▸ Your task: How many lines below hold "ShellState"? Answer with only the number.

=== Begin Enclosure ===

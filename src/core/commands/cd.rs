use super::{Command, CommandError, Outcome};
use crate::core::state::ShellState;
use std::env;
use std::path::PathBuf;

/// `cd [path|-]`. Bare `cd` goes to `$HOME`, `cd -` to the directory left by
/// the previous successful `cd`. On success the manager's `PWD` is updated
/// and the directory being left is recorded; on failure nothing changes.
#[derive(Clone)]
pub struct CdCommand;

impl Default for CdCommand {
    fn default() -> Self {
        Self::new()
    }
}

impl CdCommand {
    pub fn new() -> Self {
        Self
    }
}

impl Command for CdCommand {
    fn execute(&self, args: &[String], state: &mut ShellState) -> Result<Outcome, CommandError> {
        if args.len() > 1 {
            return Err(CommandError::InvalidArguments(
                "usage: cd [dir | -]".to_string(),
            ));
        }

        let target: PathBuf = match args.first().map(|s| s.as_str()) {
            None => match state.env.get("HOME") {
                Some(home) => PathBuf::from(home),
                None => {
                    return Err(CommandError::ExecutionError("cd: HOME not set".to_string()))
                }
            },
            Some("-") => match &state.previous_dir {
                Some(dir) => dir.clone(),
                None => {
                    return Err(CommandError::ExecutionError(
                        "cd: no previous directory".to_string(),
                    ))
                }
            },
            Some(path) => PathBuf::from(path),
        };

        let leaving = env::current_dir()
            .map_err(|e| CommandError::ExecutionError(format!("cd: {}", e)))?;

        env::set_current_dir(&target).map_err(|e| {
            CommandError::ExecutionError(format!("cd: {}: {}", target.display(), e))
        })?;

        let entered = env::current_dir()
            .map_err(|e| CommandError::ExecutionError(format!("cd: {}", e)))?;
        state
            .env
            .set("PWD", &entered.to_string_lossy())
            .map_err(|e| CommandError::ExecutionError(format!("cd: {}", e)))?;
        state.previous_dir = Some(leaving);

        Ok(Outcome::Status(0))
    }
}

=== End Enclosure ===

▸ Task solution: 2